Search term "waiting": please copy every line of the records below that contains it.

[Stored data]
----

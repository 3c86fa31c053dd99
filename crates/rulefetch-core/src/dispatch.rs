//! Middleware chain in front of the transport.
//!
//! The chain is fixed when the [`Dispatcher`] is built. A request enters the
//! first middleware, which decides when (and how often) to hand it to the
//! rest of the chain through [`Next`]; the last link is the transport.

use async_trait::async_trait;
use std::sync::Arc;

use crate::error::DispatchError;
use crate::request::{Request, Response};
use crate::transport::Transport;

#[async_trait]
pub trait Middleware: Send + Sync {
    async fn attempt(&self, request: Request, next: Next<'_>) -> Result<Response, DispatchError>;
}

/// Cursor over the remainder of the chain. `Copy`, so a middleware can run
/// the rest of the chain more than once (retries, redirect hops).
#[derive(Clone, Copy)]
pub struct Next<'a> {
    chain: &'a [Arc<dyn Middleware>],
    transport: &'a dyn Transport,
}

impl<'a> Next<'a> {
    pub async fn run(self, request: Request) -> Result<Response, DispatchError> {
        match self.chain.split_first() {
            Some((head, rest)) => {
                let next = Next {
                    chain: rest,
                    transport: self.transport,
                };
                head.attempt(request, next).await
            }
            None => Ok(self.transport.send(&request).await?),
        }
    }
}

pub struct Dispatcher {
    chain: Vec<Arc<dyn Middleware>>,
    transport: Arc<dyn Transport>,
}

impl Dispatcher {
    pub fn new(transport: Arc<dyn Transport>) -> Self {
        Self {
            chain: Vec::new(),
            transport,
        }
    }

    /// Append a middleware; earlier ones wrap later ones.
    pub fn with(mut self, middleware: impl Middleware + 'static) -> Self {
        self.chain.push(Arc::new(middleware));
        self
    }

    pub async fn dispatch(&self, request: Request) -> Result<Response, DispatchError> {
        let next = Next {
            chain: &self.chain,
            transport: self.transport.as_ref(),
        };
        next.run(request).await
    }
}
//! Retry classification and backoff.
//!
//! Every failed attempt is classified first (structural, cancelled, foreign,
//! retryable) and only then given a delay, so failures that can never succeed
//! are returned before any wait is incurred.

pub mod backoff;
mod classify;
mod middleware;
mod policy;

pub use classify::{classify, AttemptFailure, FailureClass};
pub use middleware::RetryMiddleware;
pub use policy::{
    RetryDecision, RetryOptions, RetryState, DEFAULT_RETRY_METHODS, DEFAULT_RETRY_STATUS_CODES,
    NON_RETRIABLE_STATUS_CODES,
};
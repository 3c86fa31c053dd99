//! Live lookups through hickory's async resolver.

use async_trait::async_trait;
use hickory_resolver::config::{ResolverConfig, ResolverOpts};
use hickory_resolver::TokioAsyncResolver;
use tokio::time::Instant;

use super::{DnsError, Lookup, ResolvedAddrs};

pub struct HickoryLookup {
    resolver: TokioAsyncResolver,
}

impl HickoryLookup {
    /// Resolver built from `/etc/resolv.conf`, or the default upstreams when
    /// the system configuration cannot be read.
    pub fn from_system_conf() -> Self {
        let resolver = match TokioAsyncResolver::tokio_from_system_conf() {
            Ok(r) => r,
            Err(e) => {
                tracing::warn!("system resolver config unavailable ({}), using defaults", e);
                TokioAsyncResolver::tokio(ResolverConfig::default(), ResolverOpts::default())
            }
        };
        Self { resolver }
    }
}

#[async_trait]
impl Lookup for HickoryLookup {
    async fn lookup_ip(&self, host: &str) -> Result<ResolvedAddrs, DnsError> {
        let lookup = self
            .resolver
            .lookup_ip(host)
            .await
            .map_err(|e| DnsError::new(host, e.to_string()))?;
        let valid_until = Instant::from_std(lookup.valid_until());
        let addrs = lookup.iter().collect();
        Ok(ResolvedAddrs { addrs, valid_until })
    }
}
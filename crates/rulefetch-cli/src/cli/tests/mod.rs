//! CLI parse tests.

use super::{Cli, CliCommand};
use clap::Parser;

pub(super) fn parse(args: &[&str]) -> CliCommand {
    let cli = Cli::try_parse_from(args).unwrap();
    cli.command
}

mod resolve;
//! HTTP backend talking to the content-extraction service.
//!
//! Each extractor owns its own `reqwest::Client` (connection pool, proxy, TLS
//! session), which is why instances are pooled instead of built per request.

use async_trait::async_trait;
use serde::Serialize;
use std::time::Duration;
use url::Url;

use super::normalize::ParseApiResponse;
use super::{ExtractError, ExtractionResult, Extractor, ExtractorFactory, ExtractorPreferences};
use crate::core::config::RelayConfig;

/// Request body sent to the service.
#[derive(Debug, Serialize)]
struct ParseRequest<'a> {
    url: &'a str,
    #[serde(skip_serializing_if = "Option::is_none")]
    format: Option<&'a str>,
}

/// One live session against the parse API.
pub struct ParseApiExtractor {
    client: reqwest::Client,
    endpoint: Url,
    preferences: ExtractorPreferences,
}

impl ParseApiExtractor {
    fn map_request_error(e: reqwest::Error) -> ExtractError {
        if e.is_timeout() {
            ExtractError::Timeout
        } else {
            ExtractError::Http(e)
        }
    }
}

#[async_trait]
impl Extractor for ParseApiExtractor {
    async fn extract(&self, url: &Url) -> Result<Option<ExtractionResult>, ExtractError> {
        let payload = ParseRequest {
            url: url.as_str(),
            format: self.preferences.media_encoding.as_deref(),
        };

        log::info!("Parse API request for {}", url);
        let response = self
            .client
            .post(self.endpoint.clone())
            .json(&payload)
            .send()
            .await
            .map_err(Self::map_request_error)?;

        let status = response.status();
        if !status.is_success() {
            log::warn!("Parse API returned {} for {}", status, url);
            return Err(ExtractError::Status(status));
        }

        let body = response.text().await.map_err(Self::map_request_error)?;
        let parsed: ParseApiResponse = serde_json::from_str(&body)?;
        let result = parsed.into_result()?;
        match result {
            Some(ref r) => log::info!("Parse API found {} media ({:?}) for {}", r.len(), r.media_type, url),
            None => log::info!("Parse API returned no result for {}", url),
        }
        Ok(result)
    }
}

/// Builds [`ParseApiExtractor`] sessions for the pool.
#[derive(Debug, Clone)]
pub struct ParseApiFactory {
    endpoint: Url,
    timeout: Duration,
    proxy: Option<String>,
}

impl ParseApiFactory {
    pub fn new(endpoint: Url, timeout: Duration, proxy: Option<String>) -> Self {
        Self {
            endpoint,
            timeout,
            proxy,
        }
    }

    pub fn from_config(config: &RelayConfig) -> Self {
        Self::new(
            config.parse_api_url.clone(),
            config.parse_api_timeout,
            config.proxy_url.clone(),
        )
    }
}

#[async_trait]
impl ExtractorFactory for ParseApiFactory {
    fn name(&self) -> &str {
        "parse-api"
    }

    async fn construct(&self, preferences: &ExtractorPreferences) -> Result<Box<dyn Extractor>, ExtractError> {
        let mut builder = reqwest::Client::builder()
            .timeout(self.timeout)
            .user_agent(concat!("relaycore/", env!("CARGO_PKG_VERSION")));

        if let Some(ref proxy_url) = self.proxy {
            let proxy = reqwest::Proxy::all(proxy_url.as_str())
                .map_err(|e| ExtractError::Construct(format!("invalid proxy {}: {}", proxy_url, e)))?;
            builder = builder.proxy(proxy);
        }

        let client = builder
            .build()
            .map_err(|e| ExtractError::Construct(format!("HTTP client: {}", e)))?;

        log::debug!(
            "Constructed parse API session for {} (encoding: {:?})",
            self.endpoint,
            preferences.media_encoding
        );

        Ok(Box::new(ParseApiExtractor {
            client,
            endpoint: self.endpoint.clone(),
            preferences: preferences.clone(),
        }))
    }

    async fn destroy(&self, extractor: Box<dyn Extractor>) -> Result<(), ExtractError> {
        // Dropping the client closes its idle connections.
        drop(extractor);
        log::debug!("Destroyed parse API session for {}", self.endpoint);
        Ok(())
    }
}
//! Bot initialization
//!
//! This module contains:
//! - Command enum definition
//! - Bot instance creation (optionally behind a proxy)
//! - Command registration in the Telegram UI

use reqwest::ClientBuilder;
use std::time::Duration;
use teloxide::prelude::*;
use teloxide::types::BotCommand;
use teloxide::utils::command::BotCommands;

use relaycore::config;

/// Bot commands enum with descriptions
#[derive(BotCommands, Clone, Debug, PartialEq, Eq)]
#[command(rename_rule = "lowercase", description = "Send me a link and I'll fetch its media. Commands:")]
pub enum Command {
    #[command(description = "introduction")]
    Start,
    #[command(description = "how to use the bot")]
    Help,
    #[command(description = "failed deliveries waiting for your decision")]
    Pending,
}

/// Creates a Bot instance, routing Telegram traffic through `proxy` when given
///
/// # Returns
/// * `Ok(Bot)` - Successfully created bot instance
/// * `Err(anyhow::Error)` - Missing token or invalid proxy
pub fn create_bot(proxy: Option<&str>) -> anyhow::Result<Bot> {
    let token = config::BOT_TOKEN.clone();
    if token.is_empty() {
        anyhow::bail!("BOT_TOKEN (or TELOXIDE_TOKEN) is not set");
    }

    // Media groups with remote URLs can take a while on Telegram's side.
    let mut builder = ClientBuilder::new().timeout(Duration::from_secs(120));
    if let Some(proxy_url) = proxy {
        log::info!("Using proxy for Telegram API: {}", proxy_url);
        builder = builder.proxy(reqwest::Proxy::all(proxy_url)?);
    }

    Ok(Bot::with_client(token, builder.build()?))
}

/// Sets up bot commands in Telegram UI
pub async fn setup_bot_commands(bot: &Bot) -> Result<(), teloxide::RequestError> {
    bot.set_my_commands(vec![
        BotCommand::new("start", "introduction"),
        BotCommand::new("help", "how to use the bot"),
        BotCommand::new("pending", "failed deliveries waiting for your decision"),
    ])
    .await?;

    Ok(())
}
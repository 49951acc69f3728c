//! Batch progress shown by editing the status message
//!
//! The scheduler notifies synchronously from job tasks; notifications go into a
//! `watch` channel and a separate task edits the message, so bursts of
//! completions collapse into one edit and a slow Telegram API never blocks a job.

use std::time::Duration;

use teloxide::prelude::*;
use teloxide::types::MessageId;
use tokio::sync::watch;
use tokio::task::JoinHandle;

use relaycore::scheduler::{BatchProgress, ProgressSink, SinkError};

use super::messages;

/// Minimum spacing between two edits of the same message.
const EDIT_INTERVAL: Duration = Duration::from_millis(1500);

pub struct TelegramProgress {
    tx: watch::Sender<BatchProgress>,
}

impl TelegramProgress {
    pub fn channel(total: usize) -> (Self, watch::Receiver<BatchProgress>) {
        let (tx, rx) = watch::channel(BatchProgress {
            completed: 0,
            failed: 0,
            total,
        });
        (Self { tx }, rx)
    }
}

impl ProgressSink for TelegramProgress {
    fn notify(&self, progress: BatchProgress) -> Result<(), SinkError> {
        self.tx
            .send(progress)
            .map_err(|_| SinkError("progress editor has stopped".to_string()))
    }
}

/// Spawns the editor task. It ends once the sink is dropped.
pub fn spawn_editor(
    bot: Bot,
    chat_id: ChatId,
    message_id: MessageId,
    mut rx: watch::Receiver<BatchProgress>,
) -> JoinHandle<()> {
    tokio::spawn(async move {
        let mut last_text = String::new();
        while rx.changed().await.is_ok() {
            let progress = *rx.borrow_and_update();
            if progress.is_done() {
                // The final summary replaces this message anyway.
                continue;
            }
            let text = messages::progress_text(&progress);
            if text == last_text {
                continue;
            }
            if let Err(e) = bot.edit_message_text(chat_id, message_id, text.clone()).await {
                log::debug!("Failed to edit progress message in chat {}: {}", chat_id, e);
            }
            last_text = text;
            tokio::time::sleep(EDIT_INTERVAL).await;
        }
    })
}
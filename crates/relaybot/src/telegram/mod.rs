pub mod bot;
pub mod handlers;
pub mod keyboard;
pub mod messages;
pub mod progress;
pub mod transport;

pub use bot::{create_bot, setup_bot_commands, Command};
pub use handlers::{schema, HandlerDeps, HandlerError};
pub use keyboard::{recovery_keyboard, RecoveryAction};
pub use progress::TelegramProgress;
pub use transport::TelegramTransport;

pub use teloxide::Bot;
use std::sync::Arc;

use anyhow::Result;
use dotenvy::dotenv;
use teloxide::dispatching::Dispatcher;
use teloxide::prelude::*;
use teloxide::update_listeners::Polling;
use url::Url;

use relaybot::cli::{Cli, Commands};
use relaybot::telegram::{create_bot, schema, setup_bot_commands, HandlerDeps, TelegramTransport};
use relaycore::core::{init_logger, log_startup_configuration, metrics, metrics_server};
use relaycore::extract::ParseApiFactory;
use relaycore::{config, ExtractorPool, ExtractorPreferences, RelayConfig, RelayService};

/// Main entry point
///
/// Parses CLI arguments and dispatches to the selected subcommand.
///
/// # Errors
/// Returns an error if initialization fails (logging, configuration, bot creation).
#[tokio::main]
async fn main() -> Result<()> {
    // Load environment variables from .env if present
    let _ = dotenv();

    let cli = Cli::parse_args();

    init_logger(&config::LOG_FILE_PATH)?;

    let relay = RelayConfig::from_env()?;
    log_startup_configuration(&relay);

    match cli.command {
        Some(Commands::Run) | None => run_bot(relay).await,
        Some(Commands::Extract { url, json }) => run_cli_extract(relay, &url, json).await,
    }
}

async fn run_bot(relay: RelayConfig) -> Result<()> {
    log::info!("Starting relay bot...");
    let bot = create_bot(relay.proxy_url.as_deref())?;

    let transport = Arc::new(TelegramTransport::new(bot.clone()));
    let factory = Arc::new(ParseApiFactory::from_config(&relay));
    let service = RelayService::from_config(&relay, factory, transport);

    if *config::metrics::ENABLED {
        metrics::init_metrics();
        let metrics_port = *config::metrics::PORT;
        let pool = Arc::clone(service.pool());
        log::info!("Starting metrics server on port {}", metrics_port);
        tokio::spawn(async move {
            if let Err(e) = metrics_server::start_metrics_server(metrics_port, Some(pool)).await {
                log::error!("Metrics server error: {}", e);
            }
        });
    }

    if let Err(e) = setup_bot_commands(&bot).await {
        log::warn!("Failed to register bot commands: {}", e);
    }

    let handler = schema(HandlerDeps::new(Arc::clone(&service), *config::MAX_URLS_PER_MESSAGE));
    let listener = Polling::builder(bot.clone()).drop_pending_updates().build();

    log::info!("Bot is running, press Ctrl+C to stop");
    Dispatcher::builder(bot, handler)
        .dependencies(DependencyMap::new())
        .enable_ctrlc_handler()
        .build()
        .dispatch_with_listener(
            listener,
            LoggingErrorHandler::with_custom_text("An error from the update listener"),
        )
        .await;

    log::info!("Dispatcher stopped, draining extractor pool");
    service.shutdown().await;
    log::info!("Shutdown complete");
    Ok(())
}

async fn run_cli_extract(relay: RelayConfig, raw_url: &str, json: bool) -> Result<()> {
    let url = Url::parse(raw_url).map_err(|e| anyhow::anyhow!("Invalid URL {}: {}", raw_url, e))?;

    let factory = Arc::new(ParseApiFactory::from_config(&relay));
    let pool = ExtractorPool::new(factory, 1, relay.pool_stall_warning);
    let preferences = ExtractorPreferences {
        media_encoding: relay.preferred_encoding.clone(),
    };

    let extracted = match pool.acquire(&preferences).await {
        Ok(extractor) => {
            let extracted = extractor.extract(&url).await;
            extractor.release();
            extracted.map_err(anyhow::Error::from)
        }
        Err(e) => Err(anyhow::Error::from(e)),
    };
    pool.drain_and_close().await;

    let Some(result) = extracted? else {
        return Err(anyhow::anyhow!("The service returned no result for {}", url));
    };

    if json {
        println!("{}", serde_json::to_string_pretty(&result)?);
        return Ok(());
    }

    println!("Type: {}", result.media_type.label());
    if let Some(ref title) = result.metadata.title {
        println!("Title: {}", title);
    }
    if let Some(ref author) = result.metadata.author {
        println!("Author: {}", author);
    }
    if let Some(ref published) = result.metadata.published_at {
        println!("Published: {}", published);
    }
    println!("Media ({}):", result.len());
    for (index, source) in result.source_urls.iter().enumerate() {
        println!("  {:>2}. {}", index + 1, source);
    }
    Ok(())
}
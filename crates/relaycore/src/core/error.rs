use std::time::Duration;
use thiserror::Error;

use crate::delivery::recovery::RecoveryId;
use crate::delivery::transport::{FailureKind, TransportError};
use crate::extract::ExtractError;
use crate::pool::PoolError;

/// Centralized error type for a relay job.
///
/// Every per-job failure ends up here; the scheduler turns it into a counter
/// and the front end turns it into a reply via [`RelayError::user_message`].
#[derive(Error, Debug)]
pub enum RelayError {
    /// The extractor failed or returned nothing usable
    #[error("Extraction error: {0}")]
    Extraction(#[from] ExtractError),

    /// Extraction succeeded but no valid media references came back
    #[error("No downloadable media found")]
    NoDownloadableMedia,

    /// A batch could not be delivered
    #[error("Transport error: {0}")]
    Transport(#[from] TransportError),

    /// The job did not finish within its window
    #[error("Job timed out after {0:?}")]
    Timeout(Duration),

    /// The extractor pool refused or failed to hand out an extractor
    #[error("Pool error: {0}")]
    Pool(#[from] PoolError),

    /// The recovery offer was already consumed or has been evicted
    #[error("Recovery {0} expired or already handled")]
    RecoveryExpired(RecoveryId),

    /// User input was not a URL
    #[error("Invalid URL: {0}")]
    InvalidUrl(String),
}

/// Type alias for Result with RelayError
pub type RelayResult<T> = Result<T, RelayError>;

impl RelayError {
    /// Short label for metrics and logs.
    pub fn category(&self) -> &'static str {
        match self {
            RelayError::Extraction(_) => "extraction",
            RelayError::NoDownloadableMedia => "no_media",
            RelayError::Transport(_) => "transport",
            RelayError::Timeout(_) => "timeout",
            RelayError::Pool(_) => "pool",
            RelayError::RecoveryExpired(_) => "recovery_expired",
            RelayError::InvalidUrl(_) => "invalid_url",
        }
    }

    /// Text suitable for showing to the user.
    ///
    /// Extraction failures carry the upstream message verbatim when the service sent one.
    pub fn user_message(&self) -> String {
        match self {
            RelayError::Extraction(ExtractError::Upstream(message)) => message.clone(),
            RelayError::Extraction(ExtractError::Timeout) => {
                "The parsing server timed out, please try again later.".to_string()
            }
            RelayError::Extraction(ExtractError::NoResult) => {
                "Could not parse this link, no download addresses were found.".to_string()
            }
            RelayError::Extraction(_) => {
                "Failed to reach the parsing server, please check that the service is running.".to_string()
            }
            RelayError::NoDownloadableMedia => "Parsed successfully, but no valid download links were found.".to_string(),
            RelayError::Transport(e) => match e.kind() {
                FailureKind::ContentUnavailable => "The media is unavailable or could not be fetched.".to_string(),
                FailureKind::Generic => "Failed to send the media, please try again later.".to_string(),
            },
            RelayError::Timeout(_) => "Processing took too long and was stopped.".to_string(),
            RelayError::Pool(PoolError::Closed) => "The service is shutting down, please try again later.".to_string(),
            RelayError::Pool(PoolError::Construction(_)) => {
                "Failed to reach the parsing server, please check that the service is running.".to_string()
            }
            RelayError::RecoveryExpired(_) => "This request has expired or was already handled.".to_string(),
            RelayError::InvalidUrl(_) => "That does not look like a valid URL, please check it and try again.".to_string(),
        }
    }
}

----

» Output for this exercise
    #[command(description = "failed deliveries waiting for your decision")]
        BotCommand::new("pending", "failed deliveries waiting for your decision"),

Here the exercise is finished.